» Problem to solve
Below are some records. Set each one down exactly as it reads.

» Provided entries
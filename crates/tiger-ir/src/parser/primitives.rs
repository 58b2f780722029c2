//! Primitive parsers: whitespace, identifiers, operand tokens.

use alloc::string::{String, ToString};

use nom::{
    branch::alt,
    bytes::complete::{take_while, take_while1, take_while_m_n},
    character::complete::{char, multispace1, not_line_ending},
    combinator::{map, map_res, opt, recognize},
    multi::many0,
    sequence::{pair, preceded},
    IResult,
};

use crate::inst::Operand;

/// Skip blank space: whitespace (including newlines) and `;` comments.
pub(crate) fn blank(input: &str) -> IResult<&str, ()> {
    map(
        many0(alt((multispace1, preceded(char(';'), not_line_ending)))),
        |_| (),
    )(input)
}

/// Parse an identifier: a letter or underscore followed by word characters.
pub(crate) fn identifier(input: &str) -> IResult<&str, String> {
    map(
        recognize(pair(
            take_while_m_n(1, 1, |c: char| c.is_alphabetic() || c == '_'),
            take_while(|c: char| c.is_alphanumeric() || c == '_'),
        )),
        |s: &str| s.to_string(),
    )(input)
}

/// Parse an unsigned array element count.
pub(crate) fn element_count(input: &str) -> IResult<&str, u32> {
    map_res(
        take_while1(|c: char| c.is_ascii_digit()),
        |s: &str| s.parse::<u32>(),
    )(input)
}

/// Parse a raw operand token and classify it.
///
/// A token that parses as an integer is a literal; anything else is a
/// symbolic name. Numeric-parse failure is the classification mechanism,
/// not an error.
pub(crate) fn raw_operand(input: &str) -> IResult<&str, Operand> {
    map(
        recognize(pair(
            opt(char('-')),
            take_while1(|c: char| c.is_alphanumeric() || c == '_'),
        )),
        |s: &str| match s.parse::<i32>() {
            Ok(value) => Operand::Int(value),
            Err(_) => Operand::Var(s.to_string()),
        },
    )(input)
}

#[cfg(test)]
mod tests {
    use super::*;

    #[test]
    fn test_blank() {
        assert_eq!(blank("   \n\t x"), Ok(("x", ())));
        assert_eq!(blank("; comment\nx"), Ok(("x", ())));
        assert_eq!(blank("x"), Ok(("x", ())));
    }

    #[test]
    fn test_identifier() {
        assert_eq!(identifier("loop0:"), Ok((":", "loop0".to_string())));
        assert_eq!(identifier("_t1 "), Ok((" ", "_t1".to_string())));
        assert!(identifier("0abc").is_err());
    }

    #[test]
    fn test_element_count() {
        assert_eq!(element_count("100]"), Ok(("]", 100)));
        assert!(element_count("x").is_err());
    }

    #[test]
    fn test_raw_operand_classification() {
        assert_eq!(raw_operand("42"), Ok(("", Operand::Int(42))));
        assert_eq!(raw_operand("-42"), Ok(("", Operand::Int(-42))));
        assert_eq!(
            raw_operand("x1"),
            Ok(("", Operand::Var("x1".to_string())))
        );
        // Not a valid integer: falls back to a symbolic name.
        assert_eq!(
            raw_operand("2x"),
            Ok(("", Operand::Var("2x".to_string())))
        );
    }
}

» Result of this task
filename crates/tiger-ir/src/parser/primitives.rs
repository 58b2f780722029c2
//! Primitive parsers: whitespace, identifiers, operand tokens.

use alloc::string::{String, ToString};

use nom::{
    branch::alt,
    bytes::complete::{take_while, take_while1, take_while_m_n},
    character::complete::{char, multispace1, not_line_ending},
    combinator::{map, map_res, opt, recognize},
    multi::many0,
    sequence::{pair, preceded},
    IResult,
};

use crate::inst::Operand;

/// Skip blank space: whitespace (including newlines) and `;` comments.
pub(crate) fn blank(input: &str) -> IResult<&str, ()> {
    map(
        many0(alt((multispace1, preceded(char(';'), not_line_ending)))),
        |_| (),
    )(input)
}

/// Parse an identifier: a letter or underscore followed by word characters.
pub(crate) fn identifier(input: &str) -> IResult<&str, String> {
    map(
        recognize(pair(
            take_while_m_n(1, 1, |c: char| c.is_alphabetic() || c == '_'),
            take_while(|c: char| c.is_alphanumeric() || c == '_'),
        )),
        |s: &str| s.to_string(),
    )(input)
}

/// Parse an unsigned array element count.
pub(crate) fn element_count(input: &str) -> IResult<&str, u32> {
    map_res(
        take_while1(|c: char| c.is_ascii_digit()),
        |s: &str| s.parse::<u32>(),
    )(input)
}

/// Parse a raw operand token and classify it.
///
/// A token that parses as an integer is a literal; anything else is a
/// symbolic name. Numeric-parse failure is the classification mechanism,
/// not an error.
pub(crate) fn raw_operand(input: &str) -> IResult<&str, Operand> {
    map(
        recognize(pair(
            opt(char('-')),
            take_while1(|c: char| c.is_alphanumeric() || c == '_'),
        )),
        |s: &str| match s.parse::<i32>() {
            Ok(value) => Operand::Int(value),
            Err(_) => Operand::Var(s.to_string()),
        },
    )(input)
}

#[cfg(test)]
mod tests {
    use super::*;

    #[test]
    fn test_blank() {
        assert_eq!(blank("   \n\t x"), Ok(("x", ())));
        assert_eq!(blank("; comment\nx"), Ok(("x", ())));
        assert_eq!(blank("x"), Ok(("x", ())));
    }

    #[test]
    fn test_identifier() {
        assert_eq!(identifier("loop0:"), Ok((":", "loop0".to_string())));
        assert_eq!(identifier("_t1 "), Ok((" ", "_t1".to_string())));
        assert!(identifier("0abc").is_err());
    }

    #[test]
    fn test_element_count() {
        assert_eq!(element_count("100]"), Ok(("]", 100)));
        assert!(element_count("x").is_err());
    }

    #[test]
    fn test_raw_operand_classification() {
        assert_eq!(raw_operand("42"), Ok(("", Operand::Int(42))));
        assert_eq!(raw_operand("-42"), Ok(("", Operand::Int(-42))));
        assert_eq!(
            raw_operand("x1"),
            Ok(("", Operand::Var("x1".to_string())))
        );
        // Not a valid integer: falls back to a symbolic name.
        assert_eq!(
            raw_operand("2x"),
            Ok(("", Operand::Var("2x".to_string())))
        );
    }
}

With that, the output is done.